Une inspiration venue des étoiles.

C'est en 1983 que sort le troisième volet de la trilogie Star Wars (oui Star Wars : j'écris cet article en 2011, plus personne ne dit "La Guerre des Etoiles" depuis bien longtemps !). Le bien nommé Le Retour du Jedi apporte une fin en apothéose à l'histoire de Luke Skywalker. Cependant certains fans hardcore (ce qui se traduit par "fans chiants" en bon français) reprochent au film une tournure un peu infantile, avec la présence des oursons Ewoks sur la planète Endor. Pourtant, il n'y a pas débat autour de la présence d'une scène culte mettant justement en scène (entre autres) ces petits êtres de fourrure sur leur planète verdoyante : la course-poursuite en speeder-bike dans la forêt.
Non seulement cette scène contient une action à couper le souffle, mais elle alimente immédiatement chez les gamers de l'époque un sacré fantasme : retrouver la même intensité dans une adaptation vidéo-ludique du film qui nous permettrait de reproduire ce slalom endiablé entre les arbres, tout en canardant ses ennemis.

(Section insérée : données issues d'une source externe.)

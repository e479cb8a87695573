use std::time::Duration;

use async_trait::async_trait;
use chrono::{DateTime, SecondsFormat, Utc};
use serde::de::DeserializeOwned;

use crate::api::error::ApiError;
use crate::api::types::{
    CatalogResponse, Health, LivePosition, OrbitQuery, PassQuery, PassWindowResult,
    SatelliteInfo, TleStatus, TleStatusResponse, Track, TrackKind, TrackQuery, TrackResponse,
};

/// Read-only view of the prediction service
#[async_trait]
pub trait PredictionApi: Send + Sync {
    async fn health(&self) -> Result<Health, ApiError>;
    async fn satellites(&self) -> Result<Vec<SatelliteInfo>, ApiError>;
    async fn passes(&self, query: &PassQuery) -> Result<PassWindowResult, ApiError>;
    async fn pass_track(&self, query: &TrackQuery) -> Result<Track, ApiError>;
    async fn orbit_track(&self, query: &OrbitQuery) -> Result<Track, ApiError>;
    async fn position(&self, satellite: &str) -> Result<LivePosition, ApiError>;
    async fn tle_status(&self) -> Result<Vec<TleStatus>, ApiError>;
}

#[derive(Debug, Clone)]
pub struct HttpPredictionApi {
    base_url: String,
    client: reqwest::Client,
}

impl HttpPredictionApi {
    pub fn new(base_url: &str, timeout: Duration) -> Result<Self, ApiError> {
        let base_url = base_url.trim_end_matches('/').to_string();
        if !(base_url.starts_with("http://") || base_url.starts_with("https://")) {
            return Err(ApiError::InvalidUrl(base_url));
        }

        let client = reqwest::Client::builder()
            .user_agent(concat!("pass-o-mat/", env!("CARGO_PKG_VERSION")))
            .timeout(timeout)
            .build()
            .map_err(|e| ApiError::Transport {
                resource: base_url.clone(),
                message: e.to_string(),
            })?;

        Ok(Self { base_url, client })
    }

    pub fn base_url(&self) -> &str {
        &self.base_url
    }

    /// GET `resource` with `params` and decode the JSON body
    pub async fn fetch<T: DeserializeOwned>(
        &self,
        resource: &str,
        params: &[(&str, String)],
    ) -> Result<T, ApiError> {
        let url = format!("{}{}", self.base_url, resource);
        log::debug!("GET {} {:?}", url, params);

        let response = self
            .client
            .get(&url)
            .query(params)
            .send()
            .await
            .map_err(|e| ApiError::Transport {
                resource: resource.to_string(),
                message: e.to_string(),
            })?;

        let status = response.status();
        let body = response.text().await.map_err(|e| ApiError::Transport {
            resource: resource.to_string(),
            message: e.to_string(),
        })?;

        if !status.is_success() {
            return Err(ApiError::Status {
                resource: resource.to_string(),
                code: status.as_u16(),
                message: body,
            });
        }

        serde_json::from_str(&body).map_err(|e| ApiError::Decode {
            resource: resource.to_string(),
            message: e.to_string(),
        })
    }
}

#[async_trait]
impl PredictionApi for HttpPredictionApi {
    async fn health(&self) -> Result<Health, ApiError> {
        self.fetch("/health", &[]).await
    }

    async fn satellites(&self) -> Result<Vec<SatelliteInfo>, ApiError> {
        let catalog: CatalogResponse = self.fetch("/satellites", &[]).await?;
        Ok(catalog.satellites)
    }

    async fn passes(&self, query: &PassQuery) -> Result<PassWindowResult, ApiError> {
        let mut params = vec![
            ("satellite", query.satellite.clone()),
            ("hours", query.hours.to_string()),
            ("min_elevation_deg", query.min_elevation_deg.to_string()),
        ];
        if let Some(start) = query.start {
            params.push(("start_utc", format_instant(start)));
        }
        self.fetch("/passes", &params).await
    }

    async fn pass_track(&self, query: &TrackQuery) -> Result<Track, ApiError> {
        let params = [
            ("satellite", query.satellite.clone()),
            ("start_utc", format_instant(query.start)),
            ("end_utc", format_instant(query.end)),
            ("step_seconds", query.step_seconds.to_string()),
        ];
        let response: TrackResponse = self.fetch("/track", &params).await?;
        response
            .into_track(TrackKind::Pass)
            .map_err(|message| ApiError::Decode {
                resource: "/track".into(),
                message,
            })
    }

    async fn orbit_track(&self, query: &OrbitQuery) -> Result<Track, ApiError> {
        let params = [
            ("satellite", query.satellite.clone()),
            ("minutes", query.minutes.to_string()),
            ("step_seconds", query.step_seconds.to_string()),
        ];
        let response: TrackResponse = self.fetch("/track/now", &params).await?;
        response
            .into_track(TrackKind::Orbit)
            .map_err(|message| ApiError::Decode {
                resource: "/track/now".into(),
                message,
            })
    }

    async fn position(&self, satellite: &str) -> Result<LivePosition, ApiError> {
        self.fetch("/position", &[("satellite", satellite.to_string())])
            .await
    }

    async fn tle_status(&self) -> Result<Vec<TleStatus>, ApiError> {
        let status: TleStatusResponse = self.fetch("/tle/status", &[]).await?;
        Ok(status.satellites)
    }
}

fn format_instant(t: DateTime<Utc>) -> String {
    t.to_rfc3339_opts(SecondsFormat::Secs, true)
}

Les adaptations fidèles viendront ... mais pas tout de suite. Le premier jeu à reproduire cette scène étant Return of the Jedi de Atari Games sorti en 1984 en arcade. Mais l'action représentée en 3D isométrique est loin de reproduire les mêmes sensations que la vision du film.
En 1994, le développeur Sculptured Software nous sert Super Return of the Jedi sur Super Nintendo. La scène est présente et jouable, mais l'action est confuse et pas vraiment prenante.
Même Maître SEGA en 1998 ne parvient pas à satisfaire le fan en quête de sensations fortes avec Star Wars Trilogy en arcade. Certes, on s'amuse dans cette phase en vue subjective, mais c'est lent et bien trop facile. On peine encore une fois à retrouver les sensations qu'on s'imaginait éprouver à la vue du film.
En fait, ce n'est qu'en 2003, grâce à Rogue Squadron 3 : Rogue Leader de Factor 5 sur Gamecube qu'on trouvera enfin une scène de poursuite satisfaisante, rapide et bourrée d'action. Il aura donc fallu attendre 20 ans ?!?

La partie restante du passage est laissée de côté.